Complete 10000 paths in.txt document and check if files exist... with awk?

Question

I want to read all files of my photo library and check if they really exist. My AppleScript knowledge is so far ok and enough to realize this. But this is about a large number of files and AppleScript is -definitely- not suitable for this. For 10,000 files, it takes 20 minutes. So I decided to do the most important parts of the script with shell scripts.... but I am quite inexperienced in the Unix world and had to complete a two day internet search crash course.

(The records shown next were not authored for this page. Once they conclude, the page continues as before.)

//! # lavachat-core
//!
//! Core types for the lavachat demo: conversation messages and a
//! provider-agnostic completion abstraction.
//!
//! ## Architecture
//!
//! ```text
//! ┌──────────────────────────────────────────────────────────┐
//! │                     lavachat-server                       │
//! │  ┌─────────────┐   ┌──────────────────────────────────┐  │
//! │  │   Message   │──▶│  CompletionProvider (Strategy)   │  │
//! │  │   history   │   │  complete / complete_stream      │  │
//! │  └─────────────┘   └──────────────────────────────────┘  │
//! └──────────────────────────────────────────────────────────┘
//! ```
//!
//! The `CompletionProvider` trait is the seam between route handlers and
//! whatever backend actually serves completions. In this demo the only
//! implementation talks to an OpenAI-compatible endpoint through the
//! payments proxy, but nothing above the trait knows that.

pub mod error;
pub mod message;
pub mod provider;

pub use error::{ChatError, Result};
pub use message::{Message, Role};
pub use provider::CompletionProvider;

However, I have now reached a point where I would like to take your help!

Here are my experiments:

I'll embed it all in an AppleScript. Since a lot of files have to be edited, I thought it would be better to save them in temporary text files between the steps. In the first step, the database is read out. It'll only take a second:

Path | Name | ID | Reference | External hard disk name

2018/03/27/20180327-122110/TVTower.JPG|TVTower|hA3CRRfPSS6FXqk7IDobLw|0|
Projekte/BCT 2017/BCT Fotos GPS/BCT_GPS_001.JPG|BCT_A_GPS_001|hyvsQgiaR4e3ou7XIZ%Gjg|1|Media
Leo/Carmina Burana/Leo UdK/IMG_0626.JPG|IMG_0626|j7342DtGSmag7YVLN1Nzhg|1|Logic
Users/spazek/Desktop/WeTransfer/Bild 2.png|Bild 2|Sa7rckZiSd2bIiRVO0JidA|1|macOS

In the next step, the missing path parts are added

/Users/spazek/Pictures/Fotos Library.photoslibrary/Masters/2018/03/27/20180327-122110/TVTower.JPG|TVTower|hA3CRRfPSS6FXqk7IDobLw|0|
/Volumes/Logic/Projekte/BCT 2017/BCT Fotos GPS/BCT_GPS_001.JPG|BCT_A_GPS_001|hyvsQgiaR4e3ou7XIZ%Gjg|1|Media
/Volumes/Logic/Leo/Carmina Burana/Leo UdK/IMG_0626.JPG|IMG_0626|j7342DtGSmag7YVLN1Nzhg|1|Logic
/Users/spazek/Desktop/WeTransfer/Bild 2.png|Bild 2|Sa7rckZiSd2bIiRVO0JidA|1|macOS

It takes 2:30 minutes with my solution for 10,000 files on my Mac. The running AppleScript seems to be at the limit of overload! Running in the Terminal.app, I see in the header of the window that there is always a jump between awk and bash... I guess there's something wrong.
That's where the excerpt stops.